Parece que ha llovido mucho desde que Hipatia de Alejandría fue asesinada en el siglo V por superar en conocimientos a sus congéneres masculinos. Sin embargo, a día de hoy, la realidad de las mujeres en la ciencia muestra que la desigualdad de género es, si cabe, más sangrante y más notoria precisamente porque han transcurrido más de quince siglos. El campo de la biomedicina es un claro ejemplo: España tiene una de las tasas más altas de médicas de toda Europa (tres de cada cuatro estudiantes de Medicina son chicas), pero sólo un 12% de los puestos de dirección del ámbito sanitario están ocupados por mujeres y no llegamos al 5% al frente de cátedras o centros de investigación médica.

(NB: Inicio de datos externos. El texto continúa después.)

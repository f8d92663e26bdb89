use serde_json::Value as Json;
use tracing::warn;

use shared::{
    domain::{PeerId, WidgetId},
    error::{LayoutError, RangeError},
    protocol::{ArgValue, Value},
};

use crate::{
    address::AddressPattern,
    document::{RawBase, RawExtent, RawOrigin, RawRange, RawWidget},
};

#[derive(Debug, Clone, PartialEq)]
pub struct Range {
    pub min: f64,
    pub max: f64,
    pub min_label: Option<String>,
    pub max_label: Option<String>,
}

impl Range {
    pub fn new(min: f64, max: f64) -> Self {
        Self {
            min,
            max,
            min_label: None,
            max_label: None,
        }
    }

    pub fn span(&self) -> f64 {
        self.max - self.min
    }

    pub fn clamp(&self, value: f64) -> f64 {
        if !value.is_finite() {
            return self.min;
        }
        value.clamp(self.min, self.max)
    }

    pub fn contains(&self, value: f64) -> bool {
        value >= self.min && value <= self.max
    }
}

/// How a unit UI position maps onto the range.
#[derive(Debug, Clone, Copy, PartialEq, Eq)]
pub enum Scale {
    Linear,
    Log,
}

#[derive(Debug, Clone, Copy, PartialEq)]
pub enum Extent {
    Px(f64),
    Percent(f64),
}

#[derive(Debug, Clone, Copy, Default, PartialEq)]
pub struct Frame {
    pub left: Option<Extent>,
    pub top: Option<Extent>,
    pub width: Option<Extent>,
    pub height: Option<Extent>,
}

/// Type-specific widget parameters. Dispatch is always an exhaustive
/// match on this enum.
#[derive(Debug, Clone, PartialEq)]
pub enum WidgetKind {
    Knob {
        snap: bool,
        spring: bool,
        angle: Option<f64>,
    },
    Toggle {
        on: f64,
        off: f64,
    },
    Push {
        on: f64,
        off: f64,
        norelease: bool,
    },
    Multifader {
        strips: u32,
        start: i32,
        traversing: bool,
        snap: bool,
    },
    Multitoggle {
        cols: u32,
        rows: u32,
        start: i32,
        traversing: bool,
        on: f64,
        off: f64,
    },
    Keyboard {
        keys: u32,
        start: i32,
        traversing: bool,
        on: f64,
        off: f64,
    },
}

impl WidgetKind {
    pub fn cell_count(&self) -> usize {
        match self {
            Self::Knob { .. } | Self::Toggle { .. } | Self::Push { .. } => 1,
            Self::Multifader { strips, .. } => *strips as usize,
            Self::Multitoggle { cols, rows, .. } => (*cols as usize) * (*rows as usize),
            Self::Keyboard { keys, .. } => *keys as usize,
        }
    }

    /// Matrix-shaped widgets own an ordered grid of independent cells.
    pub fn is_vector(&self) -> bool {
        matches!(
            self,
            Self::Multifader { .. } | Self::Multitoggle { .. } | Self::Keyboard { .. }
        )
    }

    /// First cell token: strip/matrix index base, or the lowest note.
    pub fn start(&self) -> Option<i32> {
        match self {
            Self::Knob { .. } | Self::Toggle { .. } | Self::Push { .. } => None,
            Self::Multifader { start, .. }
            | Self::Multitoggle { start, .. }
            | Self::Keyboard { start, .. } => Some(*start),
        }
    }

    pub fn traversing(&self) -> bool {
        match self {
            Self::Knob { .. } | Self::Toggle { .. } | Self::Push { .. } => false,
            Self::Multifader { traversing, .. }
            | Self::Multitoggle { traversing, .. }
            | Self::Keyboard { traversing, .. } => *traversing,
        }
    }

    /// The two mapped states of on/off-shaped widgets.
    pub fn on_off(&self) -> Option<(f64, f64)> {
        match self {
            Self::Toggle { on, off }
            | Self::Push { on, off, .. }
            | Self::Multitoggle { on, off, .. }
            | Self::Keyboard { on, off, .. } => Some((*on, *off)),
            Self::Knob { .. } | Self::Multifader { .. } => None,
        }
    }
}

/// Immutable schema for one control, compiled from the document at load
/// time. Only the value in the session store mutates afterwards.
#[derive(Debug, Clone, PartialEq)]
pub struct Widget {
    pub id: WidgetId,
    pub kind: WidgetKind,
    pub address: AddressPattern,
    pub pre_args: Vec<ArgValue>,
    pub range: Range,
    /// Resolved at load; `"auto"` becomes `range.min`.
    pub origin: f64,
    pub precision: u32,
    pub scale: Scale,
    pub split: bool,
    /// Declared destination peers; empty means broadcast.
    pub targets: Vec<PeerId>,
    pub frame: Frame,
    pub initial: Option<Value>,
}

impl Widget {
    pub fn cell_count(&self) -> usize {
        self.kind.cell_count()
    }

    pub fn is_vector(&self) -> bool {
        self.kind.is_vector()
    }

    /// Address token for a cell: its index offset by the widget's start
    /// (a note number for keyboards).
    pub fn cell_token(&self, index: usize) -> String {
        let start = self.kind.start().unwrap_or(0);
        (start + index as i32).to_string()
    }

    pub fn cell_for_token(&self, token: &str) -> Option<usize> {
        let start = self.kind.start().unwrap_or(0);
        let number: i32 = token.parse().ok()?;
        let index = number.checked_sub(start)?;
        if index < 0 || index as usize >= self.cell_count() {
            return None;
        }
        Some(index as usize)
    }

    pub fn cell_for_note(&self, note: i32) -> Option<usize> {
        self.cell_for_token(&note.to_string())
    }

    /// Value a widget holds before any interaction or recall: the off
    /// state for on/off widgets, the resolved origin otherwise.
    pub fn default_value(&self) -> Value {
        let cell = match self.kind.on_off() {
            Some((_, off)) => off,
            None => self.origin,
        };
        if self.is_vector() {
            Value::Vector(vec![cell; self.cell_count()])
        } else {
            Value::Scalar(cell)
        }
    }

    pub(crate) fn compile(raw: &RawWidget) -> Result<Self, LayoutError> {
        match raw {
            RawWidget::Knob {
                base,
                range,
                origin,
                log_scale,
                snap,
                spring,
                angle,
            } => {
                let id = required_id(base)?;
                let range = resolve_range(&id, range)?;
                let origin = resolve_origin(&id, origin, &range)?;
                let scale = resolve_scale(&id, *log_scale, &range);
                Self::build(
                    base,
                    id,
                    WidgetKind::Knob {
                        snap: *snap,
                        spring: *spring,
                        angle: *angle,
                    },
                    range,
                    origin,
                    scale,
                    false,
                )
            }
            RawWidget::Toggle { base, on, off } => {
                let id = required_id(base)?;
                let range = on_off_range(*on, *off);
                Self::build(
                    base,
                    id,
                    WidgetKind::Toggle { on: *on, off: *off },
                    range,
                    *off,
                    Scale::Linear,
                    false,
                )
            }
            RawWidget::Push {
                base,
                on,
                off,
                norelease,
            } => {
                let id = required_id(base)?;
                let range = on_off_range(*on, *off);
                Self::build(
                    base,
                    id,
                    WidgetKind::Push {
                        on: *on,
                        off: *off,
                        norelease: *norelease,
                    },
                    range,
                    *off,
                    Scale::Linear,
                    false,
                )
            }
            RawWidget::Multifader {
                base,
                range,
                origin,
                log_scale,
                strips,
                start,
                traversing,
                snap,
                split,
            } => {
                let id = required_id(base)?;
                if *strips == 0 {
                    return Err(LayoutError::EmptyGrid { widget: id });
                }
                let range = resolve_range(&id, range)?;
                let origin = resolve_origin(&id, origin, &range)?;
                let scale = resolve_scale(&id, *log_scale, &range);
                Self::build(
                    base,
                    id,
                    WidgetKind::Multifader {
                        strips: *strips,
                        start: *start,
                        traversing: *traversing,
                        snap: *snap,
                    },
                    range,
                    origin,
                    scale,
                    *split,
                )
            }
            RawWidget::Multitoggle {
                base,
                matrix,
                start,
                traversing,
                on,
                off,
                split,
            } => {
                let id = required_id(base)?;
                let [cols, rows] = *matrix;
                if cols == 0 || rows == 0 {
                    return Err(LayoutError::EmptyGrid { widget: id });
                }
                let range = on_off_range(*on, *off);
                Self::build(
                    base,
                    id,
                    WidgetKind::Multitoggle {
                        cols,
                        rows,
                        start: *start,
                        traversing: *traversing,
                        on: *on,
                        off: *off,
                    },
                    range,
                    *off,
                    Scale::Linear,
                    *split,
                )
            }
            RawWidget::Keyboard {
                base,
                keys,
                start,
                traversing,
                on,
                off,
                split,
            } => {
                let id = required_id(base)?;
                if *keys == 0 {
                    return Err(LayoutError::EmptyGrid { widget: id });
                }
                let range = on_off_range(*on, *off);
                Self::build(
                    base,
                    id,
                    WidgetKind::Keyboard {
                        keys: *keys,
                        start: *start,
                        traversing: *traversing,
                        on: *on,
                        off: *off,
                    },
                    range,
                    *off,
                    Scale::Linear,
                    *split,
                )
            }
        }
    }

    #[allow(clippy::too_many_arguments)]
    fn build(
        base: &RawBase,
        id: String,
        kind: WidgetKind,
        range: Range,
        origin: f64,
        scale: Scale,
        split: bool,
    ) -> Result<Self, LayoutError> {
        let address = AddressPattern::compile(&id, &base.address)?;
        let frame = resolve_frame(&id, base)?;
        let cell_count = kind.cell_count();
        let initial = initial_value(&id, &base.value, cell_count);
        Ok(Self {
            id: WidgetId::new(id),
            kind,
            address,
            pre_args: base.pre_args.clone(),
            range,
            origin,
            precision: base.precision,
            scale,
            split,
            targets: base.target.iter().map(PeerId::new).collect(),
            frame,
            initial,
        })
    }
}

fn required_id(base: &RawBase) -> Result<String, LayoutError> {
    base.id
        .as_deref()
        .map(str::trim)
        .filter(|id| !id.is_empty())
        .map(str::to_string)
        .ok_or_else(|| LayoutError::MissingId {
            address: base.address.clone(),
        })
}

fn resolve_range(widget: &str, raw: &RawRange) -> Result<Range, LayoutError> {
    let (min, min_label) = raw.min.resolve(widget)?;
    let (max, max_label) = raw.max.resolve(widget)?;
    if min > max {
        return Err(LayoutError::InvertedRange {
            widget: widget.to_string(),
            min,
            max,
        });
    }
    Ok(Range {
        min,
        max,
        min_label,
        max_label,
    })
}

fn resolve_origin(widget: &str, raw: &RawOrigin, range: &Range) -> Result<f64, LayoutError> {
    match raw {
        RawOrigin::At(value) => Ok(range.clamp(*value)),
        RawOrigin::Keyword(keyword) if keyword == "auto" => Ok(range.min),
        RawOrigin::Keyword(keyword) => Err(LayoutError::BadOrigin {
            widget: widget.to_string(),
            origin: keyword.clone(),
        }),
    }
}

fn resolve_scale(widget: &str, log_scale: bool, range: &Range) -> Scale {
    if !log_scale {
        return Scale::Linear;
    }
    if range.min > 0.0 && range.max > 0.0 {
        return Scale::Log;
    }
    let error = RangeError::NotPositive {
        min: range.min,
        max: range.max,
    };
    warn!(widget, %error, "falling back to linear scaling");
    Scale::Linear
}

fn resolve_frame(widget: &str, base: &RawBase) -> Result<Frame, LayoutError> {
    Ok(Frame {
        left: resolve_extent(widget, base.left.as_ref())?,
        top: resolve_extent(widget, base.top.as_ref())?,
        width: resolve_extent(widget, base.width.as_ref())?,
        height: resolve_extent(widget, base.height.as_ref())?,
    })
}

fn resolve_extent(widget: &str, raw: Option<&RawExtent>) -> Result<Option<Extent>, LayoutError> {
    let Some(raw) = raw else {
        return Ok(None);
    };
    match raw {
        RawExtent::Px(value) => Ok(Some(Extent::Px(*value))),
        RawExtent::Text(text) => {
            let trimmed = text.trim();
            let parsed = match trimmed.strip_suffix('%') {
                Some(percent) => percent.trim().parse().map(Extent::Percent),
                None => trimmed.parse().map(Extent::Px),
            };
            parsed.map(Some).map_err(|_| LayoutError::BadExtent {
                widget: widget.to_string(),
                extent: text.clone(),
            })
        }
    }
}

/// The document's `value` field: a number, an array of one number per
/// cell, or anything else (empty string, null) meaning "no initial".
fn initial_value(widget: &str, raw: &Json, cell_count: usize) -> Option<Value> {
    match raw {
        Json::Number(number) => number.as_f64().map(Value::Scalar),
        Json::Array(items) => {
            let cells: Option<Vec<f64>> = items.iter().map(Json::as_f64).collect();
            match cells {
                Some(cells) if cells.len() == cell_count => Some(Value::Vector(cells)),
                Some(cells) => {
                    warn!(
                        widget,
                        expected = cell_count,
                        actual = cells.len(),
                        "initial value has the wrong cell count, ignoring"
                    );
                    None
                }
                None => None,
            }
        }
        _ => None,
    }
}

fn on_off_range(on: f64, off: f64) -> Range {
    Range::new(on.min(off), on.max(off))
}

Con el objetivo, necesario, de promover la paridad de género en todos los ámbitos, y particularmente en la Ciencia y la Tecnología, en 1971 se fundó la Association for Women in Science en los Estados Unidos. Una década después se produjo una sensibilización general de la Comunidad Europea a iniciativa de los países nórdicos y del Reino Unido que culminó, casi veinte años más tarde, en la formación del Grupo de Helsinki para examinar la situación de las mujeres en la Ciencia en treinta países. Cuando en el año 2000 se publicó el informe ETAN, elaborado por un grupo mixto de personas expertas, los datos demostraron que las mujeres investigadoras y docentes estábamos, en palabras del entonces comisario europeo Philippe Busquin, «sub-representadas en los puestos clave en los treinta países».

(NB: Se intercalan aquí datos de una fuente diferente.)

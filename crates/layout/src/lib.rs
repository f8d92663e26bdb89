pub mod address;
pub mod document;
pub mod tree;
pub mod widget;

pub use address::AddressPattern;
pub use document::Document;
pub use tree::{Layout, Page};
pub use widget::{Extent, Frame, Range, Scale, Widget, WidgetKind};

En el año 2002 se constituyó en España AMIT (Asociación de Mujeres en la Investigación, la Ciencia y la Tecnología) con los objetivos de defender los intereses y la igualdad de derechos y oportunidades de las investigadoras y tecnólogas españolas, promover el cumplimiento de las recomendaciones de la Comisión Europea para lograr la equidad de género y las normativas españolas recogidas en la Ley Orgánica para la Igualdad efectiva entre Mujeres y Hombres y la incorporación del enfoque de género con carácter transversal incluida en la Ley 14/2011, de 1 de junio, de la Ciencia, la Tecnología y la Innovación.

Es el momento de integrar las herramientas de la ciencia, que avanzan continuamente, con los conocimientos de las investigaciones de género y de atender el problema del neurosexismo, entre otros, mediante una discusión científica más rigurosa. La ciencia es parte de la cultura y, al fin y al cabo, la lucha contra el sexismo en la ciencia y contra el sexismo en la sociedad están íntimamente relacionadas. Se puede y se debe hacer una investigación diferente rechazando la imagen neutral y tradicional de la ciencia que muestre cómo se han distorsionado con sesgos sexistas las aproximaciones teóricas y metodológicas y, además, no se puede seguir manteniendo, el injusto lugar de las científicas en las instituciones.

Ganará la comunidad científica y el resto de la sociedad cuando seamos capaces de visibilizar y valorar la aportación histórica de las mujeres a la Ciencia. Es ineludible poner en marcha las propuestas que se han impulsado para que tengamos las mismas posibilidades de generar conocimiento, de decidir la orientación y revisión de las investigaciones para, como señala Fine, no seguir contribuyendo a sostener afirmaciones que de científicas tienen poco.